The conviction of Ana Matilde Gomez, attorney general of Panama and prosecuted by Martinelli's yes-men because she did what she was hired for and tapped the phone of a victim (at the victim's request) of extortion by a corrupt prosecutor, is yet another act of political self-immolation by Martinelli and his clique of mobsters.
Sure, in theory the Supreme Court is independent, but in reality it was stacked by Martinelli with political and business loyalists who were owed favors, while some of them have questionable histories in money laundering, drugs - and arms trafficking and one magistrate, Winston Spadafora, can't even enter the United States anymore because his corrupt dealings had reached levels far off the Richter scale.
This bunch of thugs - once described as "a judicial madhouse" by the head of the bar association - has with this reckless conviction after a day-long show trial opened the door for Gomez to bring the case before the Inter American Court, which will most likely rule in her favor and condemn the Panamanian state for violations of due process, constitutional rights and what have you.
Gomez was convicted to 6 months in prison, which was then converted to a $4,000 fine. She has already announced that she won't pay the fine, saying that she "won't pay to delinquents". Technically that would mean that she has to be thrown in jail, but that would be a disgrace even the otherwise brain-dead Martinelli mafiosi will want to avoid.
International media earlier reported that Martinelli had Gomez suspended because he wanted to stall an investigation into his money laundering activities for Mexican and Colombian drug cartels.
Also today, news broke that the Panamanian bar association is demanding the suspension of Procurador de la Administración, Oscar Ceville, for....... illegal wiretapping and hacking the computers of his employees, for political purposes. Ironically, Ceville's office was in charge of the prosecution of Ana Matilde Gomez.
Martinelli, meanwhile, has lost most political support he'd need to have a free trade agreement with the US ratified and secure financing for his ambitious plans.

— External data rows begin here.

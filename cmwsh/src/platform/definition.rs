//! Platform definition for vendor-specific CLI behavior.

use indexmap::IndexMap;
use memchr::memrchr;
use regex::bytes::Regex;

use super::privilege_level::PrivilegeLevel;

/// Platform definition containing the CLI conventions of one device family.
#[derive(Debug, Clone)]
pub struct PlatformDefinition {
    /// Platform name (e.g., "h3c_comware").
    pub name: String,

    /// Privilege levels (views) for this platform, root first.
    pub privilege_levels: IndexMap<String, PrivilegeLevel>,

    /// Name of the level that counts as configuration context.
    pub config_privilege: String,

    /// Substrings that mark a command as failed.
    pub failed_when_contains: Vec<String>,

    /// Commands to run when connection is established.
    pub on_open_commands: Vec<String>,

    /// Terminal width for PTY.
    pub terminal_width: u32,

    /// Terminal height for PTY.
    pub terminal_height: u32,
}

impl PlatformDefinition {
    /// Create a new platform definition with minimal required fields.
    pub fn new(name: impl Into<String>) -> Self {
        Self {
            name: name.into(),
            privilege_levels: IndexMap::new(),
            config_privilege: String::new(),
            failed_when_contains: vec![],
            on_open_commands: vec![],
            terminal_width: 511,
            terminal_height: 24,
        }
    }

    /// Add a privilege level.
    pub fn with_privilege(mut self, level: PrivilegeLevel) -> Self {
        self.privilege_levels.insert(level.name.clone(), level);
        self
    }

    /// Set the configuration privilege level.
    pub fn with_config_privilege(mut self, name: impl Into<String>) -> Self {
        self.config_privilege = name.into();
        self
    }

    /// Add a failure pattern.
    pub fn with_failure_pattern(mut self, pattern: impl Into<String>) -> Self {
        self.failed_when_contains.push(pattern.into());
        self
    }

    /// Add an on_open command.
    pub fn with_on_open_command(mut self, command: impl Into<String>) -> Self {
        self.on_open_commands.push(command.into());
        self
    }

    /// Set terminal dimensions.
    pub fn with_terminal_size(mut self, width: u32, height: u32) -> Self {
        self.terminal_width = width;
        self.terminal_height = height;
        self
    }

    /// Build one regex matching the prompt of any privilege level.
    pub fn prompt_pattern(&self) -> Result<Regex, regex::Error> {
        let combined = self
            .privilege_levels
            .values()
            .map(|level| format!("(?:{})", level.pattern.as_str()))
            .collect::<Vec<_>>()
            .join("|");
        Regex::new(&combined)
    }

    /// Find the privilege level whose pattern matches `prompt`.
    pub fn determine_privilege(&self, prompt: &str) -> Option<&PrivilegeLevel> {
        self.privilege_levels
            .values()
            .find(|level| level.matches(prompt))
    }

    /// Return the first failure pattern present in `output`.
    pub fn detect_failure(&self, output: &str) -> Option<&str> {
        self.failed_when_contains
            .iter()
            .find(|pattern| output.contains(pattern.as_str()))
            .map(String::as_str)
    }

    /// Strip the command echo and trailing prompt from raw output.
    ///
    /// Line endings are folded to `\n`.
    pub fn normalize_output(&self, raw: &str, command: &str) -> String {
        let folded = raw.replace("\r\n", "\n").replace('\r', "");

        let output = folded.trim_start_matches('\n');
        let output = output
            .strip_prefix(command)
            .unwrap_or(output)
            .trim_start_matches('\n');

        match memrchr(b'\n', output.as_bytes()) {
            Some(pos) => output[..pos].to_string(),
            None if self.determine_privilege(output.trim()).is_some() => String::new(),
            None => output.to_string(),
        }
    }
}
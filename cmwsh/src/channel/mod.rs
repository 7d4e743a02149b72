//! Channel layer for pattern matching and PTY operations.
//!
//! This module handles the interactive shell: reading until a prompt or
//! confirmation pattern shows up, with ANSI stripping on the way in.

mod buffer;
pub mod patterns;
mod pty;

pub use buffer::PatternBuffer;
pub use pty::{PtyChannel, PtyConfig};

Not only are the left and progressive movements protesting his authoritarian rule and lack of respect for human rights, the environment and even human life, but the ultra-conservative CATO institute is voicing publicly the sentiment among conservatives in the US that Martinelli "blew it". In May 2009, the influential institute called Martinelli's election victory an "encouraging shot at progress". Just over a year later, the institute is "Disappointed in Panama" and notes:
Ricardo Martinelli's May 2009 election as president of Panama seemed to bode well for the country's development prospects. During his campaign, he promised to implement bold market-oriented reforms, such as a flat tax (which would have been the first of its kind in the Americas), freer trade, an end to some government subsidies, and less bureaucratic red tape. Unfortunately, not only have those promises gone unfulfilled, but Martinelli's presidency has been marked by interventionist economic measures, cronyism, the erosion of democratic checks and balances, and even harassment of independent media.
Today's Supreme Court decision only confirms the above.
UPDATE: And what does Martinelli himself has to say? He asks us to "turn the page" on the Gomez affair and denies having any involvement with the trial. The first won't happen, because Gomez already announced that her "vindication will be proportional to the sentence" (she'll bring the case before the international courts) and the second nobody with half a brain believes.